The daughter of an Irish mother and a Mexican American father, Linda Chavez was born in Albuquerque, New Mexico, in 1947. A series of misfortunes caused her family to live precariously, often in cramped quarters with relatives who took them in. Linda had no ambitions for education or a career until she met and married a man who was ambitious for her as well as for himself.
In 1970 she began teaching at UCLA in a newly created Chicano Studies program -- where her education in the realities of racial policies began with ugly and brutal experiences that included death threats. Why? Because she tried to educate her students by holding them to academic standards and equipping them with the skills that they woefully lacked, rather than indulging in the radical rhetoric and rap sessions that they wanted.
The UCLA authorities were wholly uninterested in Linda Chavez's problems -- or in the future of the Chicano students they had admitted for show, and were willing to placate with special programs for the sake of campus peace. As she puts it, "the university accepted virtually every Mexican American who applied, no matter how ill-prepared."
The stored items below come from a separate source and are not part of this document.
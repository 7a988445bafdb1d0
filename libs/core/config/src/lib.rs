//! Shared configuration building blocks for storefront services.
//!
//! Each service composes its own `Config` from the pieces here
//! ([`server::ServerConfig`], [`Environment`], [`AppInfo`]) plus whatever
//! store-specific config it needs, all loaded through [`FromEnv`].

pub mod server;
pub mod tracing;

use std::env;
use thiserror::Error;

/// Configuration error type
#[derive(Error, Debug)]
pub enum ConfigError {
    #[error("Environment variable '{0}' is required but not set")]
    MissingEnvVar(String),

    #[error("Failed to parse environment variable '{key}': {details}")]
    ParseError { key: String, details: String },
}

/// Application environment
#[derive(Clone, Debug, PartialEq, Eq)]
pub enum Environment {
    Development,
    Production,
}

impl Environment {
    /// Reads `APP_ENV`; anything other than "production" (case-insensitive) is development.
    pub fn from_env() -> Self {
        let app_env = env_or_default("APP_ENV", "development");

        if app_env.eq_ignore_ascii_case("production") {
            Environment::Production
        } else {
            Environment::Development
        }
    }

    pub fn is_production(&self) -> bool {
        matches!(self, Environment::Production)
    }

    pub fn is_development(&self) -> bool {
        matches!(self, Environment::Development)
    }
}

/// Static identity of the running binary, used by health endpoints.
#[derive(Clone, Copy, Debug, PartialEq, Eq)]
pub struct AppInfo {
    pub name: &'static str,
    pub version: &'static str,
}

/// Builds an [`AppInfo`] from the calling crate's Cargo metadata.
#[macro_export]
macro_rules! app_info {
    () => {
        $crate::AppInfo {
            name: env!("CARGO_PKG_NAME"),
            version: env!("CARGO_PKG_VERSION"),
        }
    };
}

/// Trait for configuration that can be loaded from environment variables
pub trait FromEnv: Sized {
    fn from_env() -> Result<Self, ConfigError>;
}

/// Helper to load environment variable with a default value
pub fn env_or_default(key: &str, default: &str) -> String {
    env::var(key).unwrap_or_else(|_| default.to_string())
}

/// Helper to load environment variable or return error
pub fn env_required(key: &str) -> Result<String, ConfigError> {
    env::var(key).map_err(|_| ConfigError::MissingEnvVar(key.to_string()))
}

/// Returns the first of `keys` that is set, or a `MissingEnvVar` naming all of them.
pub fn env_required_any(keys: &[&str]) -> Result<String, ConfigError> {
    keys.iter()
        .find_map(|key| env::var(key).ok())
        .ok_or_else(|| ConfigError::MissingEnvVar(keys.join(" or ")))
}

/// Parses an environment variable into `T`, falling back to `default` when unset.
pub fn env_parse_or<T>(key: &str, default: T) -> Result<T, ConfigError>
where
    T: std::str::FromStr,
    T::Err: std::fmt::Display,
{
    match env::var(key) {
        Ok(raw) => raw.parse().map_err(|e: T::Err| ConfigError::ParseError {
            key: key.to_string(),
            details: e.to_string(),
        }),
        Err(_) => Ok(default),
    }
}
While she characterized the college administrators who made such decisions as "well-meaning but hopelessly naive," a less charitable description of them might include self-indulgent, arrogant and even cynical. All these qualities are likewise apparent when academic administrators admit black students who have little chance of graduating.
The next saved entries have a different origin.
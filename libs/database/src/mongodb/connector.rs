use mongodb::{
    Client, Collection, IndexModel,
    bson::{Document, doc},
    options::{ClientOptions, IndexOptions},
};
use std::time::Duration;
use tracing::info;

use super::MongoConfig;

/// Error type for MongoDB connection management
#[derive(Debug, thiserror::Error)]
pub enum MongoError {
    #[error("MongoDB error: {0}")]
    Mongo(#[from] mongodb::error::Error),

    #[error("Connection failed: {0}")]
    ConnectionFailed(String),
}

/// Connect using a MongoConfig and verify the server answers a ping.
///
/// The returned `Client` is a cheap, cloneable handle over a shared pool;
/// create it once at startup and pass it (or a `Database`) to repositories.
///
/// # Example
/// ```ignore
/// use database::mongodb::{MongoConfig, connect_from_config};
///
/// let config = MongoConfig::with_database("mongodb://localhost:27017", "storefront");
/// let client = connect_from_config(&config).await?;
/// let db = client.database(config.database());
/// ```
pub async fn connect_from_config(config: &MongoConfig) -> Result<Client, MongoError> {
    info!("Attempting to connect to MongoDB at {}", config.redacted_url());

    let mut options = ClientOptions::parse(&config.url).await?;

    options.max_pool_size = Some(config.max_pool_size);
    options.min_pool_size = Some(config.min_pool_size);
    options.connect_timeout = Some(Duration::from_secs(config.connect_timeout_secs));
    options.server_selection_timeout =
        Some(Duration::from_secs(config.server_selection_timeout_secs));

    if let Some(ref app_name) = config.app_name {
        options.app_name = Some(app_name.clone());
    }

    let client = Client::with_options(options)?;

    client
        .database("admin")
        .run_command(doc! { "ping": 1 })
        .await
        .map_err(|e| MongoError::ConnectionFailed(e.to_string()))?;

    info!("Successfully connected to MongoDB");
    Ok(client)
}

/// Idempotently create a single-field unique index named `<field>_1`.
///
/// Re-running with the same definition is a no-op on the server, so this is
/// safe to call on every startup.
pub async fn ensure_unique_index<T>(
    collection: &Collection<T>,
    field: &str,
) -> Result<(), mongodb::error::Error>
where
    T: Send + Sync,
{
    let mut keys = Document::new();
    keys.insert(field, 1);

    let index = IndexModel::builder()
        .keys(keys)
        .options(
            IndexOptions::builder()
                .unique(true)
                .name(format!("{field}_1"))
                .build(),
        )
        .build();

    collection.create_index(index).await?;
    info!(collection = collection.name(), field, "Unique index ensured");
    Ok(())
}
use axum::response::{IntoResponse, Response};
use axum_helpers::AppError;
use mongodb::bson::oid::ObjectId;
use thiserror::Error;

#[derive(Debug, Error)]
pub enum ProductError {
    #[error("Product with id {0} not found")]
    NotFound(ObjectId),

    #[error("A product with code '{0}' already exists")]
    DuplicateCode(String),

    #[error("No fields to update")]
    EmptyUpdate,

    #[error("Invalid input: {0}")]
    Validation(String),

    #[error("Database error: {0}")]
    Database(String),
}

pub type ProductResult<T> = Result<T, ProductError>;

/// Convert ProductError to AppError for standardized error responses
impl From<ProductError> for AppError {
    fn from(err: ProductError) -> Self {
        match err {
            ProductError::NotFound(_) => AppError::NotFound(err.to_string()),
            ProductError::DuplicateCode(_) => AppError::Conflict(err.to_string()),
            ProductError::EmptyUpdate => AppError::BadRequest(err.to_string()),
            ProductError::Validation(msg) => AppError::BadRequest(msg),
            ProductError::Database(msg) => AppError::InternalServerError(msg),
        }
    }
}

impl IntoResponse for ProductError {
    fn into_response(self) -> Response {
        let app_error: AppError = self.into();
        app_error.into_response()
    }
}

impl From<mongodb::error::Error> for ProductError {
    fn from(err: mongodb::error::Error) -> Self {
        ProductError::Database(err.to_string())
    }
}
When Linda Chavez's odyssey took her to Washington, there were more lessons to learn -- the hard way -- about double dealing and double crossing. This book should be especially eye-opening for young people who are constantly being told how wonderful "public service" is.
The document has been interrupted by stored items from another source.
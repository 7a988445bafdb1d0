//! Product Service - Business logic layer

use futures::stream::{BoxStream, StreamExt, TryStreamExt};
use mongodb::bson::oid::ObjectId;
use std::sync::Arc;
use tracing::instrument;
use validator::Validate;

use crate::error::{ProductError, ProductResult};
use crate::models::{CreateProduct, ProductResponse, UpdateProduct};
use crate::repository::ProductRepository;

/// Product service providing business logic operations
///
/// Validates input, rejects empty updates before they reach the store, and
/// reshapes stored documents into their output form.
pub struct ProductService<R: ProductRepository> {
    repository: Arc<R>,
}

impl<R: ProductRepository> ProductService<R> {
    /// Create a new ProductService with the given repository
    pub fn new(repository: R) -> Self {
        Self {
            repository: Arc::new(repository),
        }
    }

    /// Create a new product
    #[instrument(skip(self, input), fields(code = %input.code))]
    pub async fn create_product(&self, input: CreateProduct) -> ProductResult<ProductResponse> {
        input
            .validate()
            .map_err(|e| ProductError::Validation(e.to_string()))?;

        let product = self.repository.create(input).await?;
        Ok(product.into())
    }

    /// Stream all products in output form
    #[instrument(skip(self))]
    pub async fn list_products(
        &self,
    ) -> ProductResult<BoxStream<'static, ProductResult<ProductResponse>>> {
        let products = self.repository.list().await?;
        Ok(products.map_ok(ProductResponse::from).boxed())
    }

    /// Get a product by ID
    #[instrument(skip(self))]
    pub async fn get_product(&self, id: ObjectId) -> ProductResult<ProductResponse> {
        self.repository
            .get_by_id(id)
            .await?
            .map(ProductResponse::from)
            .ok_or(ProductError::NotFound(id))
    }

    /// Update the supplied fields of a product
    #[instrument(skip(self, input))]
    pub async fn update_product(
        &self,
        id: ObjectId,
        input: UpdateProduct,
    ) -> ProductResult<ProductResponse> {
        if input.is_empty() {
            return Err(ProductError::EmptyUpdate);
        }

        input
            .validate()
            .map_err(|e| ProductError::Validation(e.to_string()))?;

        self.repository
            .update(id, input)
            .await?
            .map(ProductResponse::from)
            .ok_or(ProductError::NotFound(id))
    }

    /// Delete a product
    #[instrument(skip(self))]
    pub async fn delete_product(&self, id: ObjectId) -> ProductResult<()> {
        if self.repository.delete(id).await? {
            Ok(())
        } else {
            Err(ProductError::NotFound(id))
        }
    }
}
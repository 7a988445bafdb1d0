use async_trait::async_trait;

use crate::error::UserResult;
use crate::models::User;

/// Repository trait for User persistence
///
/// `username` and `email` are unique; implementations report a clash as
/// `UserError::Duplicate` naming the field.
#[cfg_attr(test, mockall::automock)]
#[async_trait]
pub trait UserRepository: Send + Sync {
    /// Insert a new user
    async fn create(&self, user: User) -> UserResult<User>;
}
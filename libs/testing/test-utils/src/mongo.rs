//! MongoDB test infrastructure

use mongodb::bson::doc;
use mongodb::{Client, Database};
use testcontainers::runners::AsyncRunner;
use testcontainers::{ContainerAsync, ImageExt};
use testcontainers_modules::mongo::Mongo;

const DATABASE: &str = "storefront_test";

/// Test MongoDB wrapper that ensures proper cleanup
///
/// The container is stopped and removed when this struct is dropped, so
/// every instance starts from empty collections with no indexes.
pub struct TestMongo {
    #[allow(dead_code)]
    container: ContainerAsync<Mongo>,
    client: Client,
    pub connection_string: String,
}

impl TestMongo {
    /// Start a standalone MongoDB 7 container and wait until it answers a ping.
    pub async fn new() -> Self {
        let container = Mongo::default()
            .with_tag("7.0")
            .start()
            .await
            .expect("Failed to start MongoDB container");

        let host_port = container
            .get_host_port_ipv4(27017)
            .await
            .expect("Failed to get MongoDB port");

        let connection_string = format!("mongodb://127.0.0.1:{}", host_port);

        let client = Client::with_uri_str(&connection_string)
            .await
            .expect("Failed to create MongoDB client");

        client
            .database("admin")
            .run_command(doc! { "ping": 1 })
            .await
            .expect("Failed to ping MongoDB");

        tracing::info!(port = host_port, "Test MongoDB ready (mongo 7.0)");

        Self {
            container,
            client,
            connection_string,
        }
    }

    /// Handle to the test database, as repositories expect it
    pub fn database(&self) -> Database {
        self.client.database(DATABASE)
    }
}

impl Drop for TestMongo {
    fn drop(&mut self) {
        tracing::debug!("Cleaning up test MongoDB container");
    }
}
use axum::response::{IntoResponse, Response};
use axum_helpers::AppError;
use thiserror::Error;

#[derive(Debug, Error)]
pub enum SettingsError {
    #[error("No fields to update")]
    EmptyUpdate,

    #[error("Invalid input: {0}")]
    Validation(String),

    #[error("Database error: {0}")]
    Database(String),
}

pub type SettingsResult<T> = Result<T, SettingsError>;

impl From<SettingsError> for AppError {
    fn from(err: SettingsError) -> Self {
        match err {
            SettingsError::EmptyUpdate => AppError::BadRequest(err.to_string()),
            SettingsError::Validation(msg) => AppError::BadRequest(msg),
            SettingsError::Database(msg) => AppError::InternalServerError(msg),
        }
    }
}

impl IntoResponse for SettingsError {
    fn into_response(self) -> Response {
        AppError::from(self).into_response()
    }
}

impl From<mongodb::error::Error> for SettingsError {
    fn from(err: mongodb::error::Error) -> Self {
        SettingsError::Database(err.to_string())
    }
}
"The federal government was not at all what I expected," Ms. Chavez said. "Nothing -- and almost no one -- worked."
Things got better when she found a job as editor of a magazine published by the American Federation of Teachers. As her education about political realities expanded, Linda Chavez's own political position began to shift. "On Election Day 1980, I did something I had never imagined I could do. I voted for a Republican for president."
She was on her way to becoming what the title of the book says, "An Unlikely Conservative." Eventually Ms. Chavez became a member of the White House staff for the man she had voted for in 1980 -- Ronald Reagan.
Although this was in some ways a very fulfilling job, and enhanced her regard for President Reagan, it also showed her another example of the Washington mentality.
"Much of my time -- and nearly all of my energy -- was absorbed by petty bureaucratic infighting," she said. "The fiercest battles in the White House were not over policy but over whether you got invited to the right meetings. Your worth wasn't measured by whether you contributed anything substantive but by which car you traveled in on the presidential motorcade."
Linda Chavez's career in Washington seemed to reach its apex when she was nominated to be Secretary of Labor after the 2000 elections. But it turned out to be another lesson in betrayal and character assassination, when an innocent episode in her past was twisted and hyped into a media scandal that made it necessary for her to withdraw from consideration.
Fortunately Ms. Chavez continues to use her considerable talents to advance public understanding of political issues through organizations she heads. This book should be required reading for those who want to understand racial issues or how government really works -- both from the perspective of someone who has been there and has seen through the cant.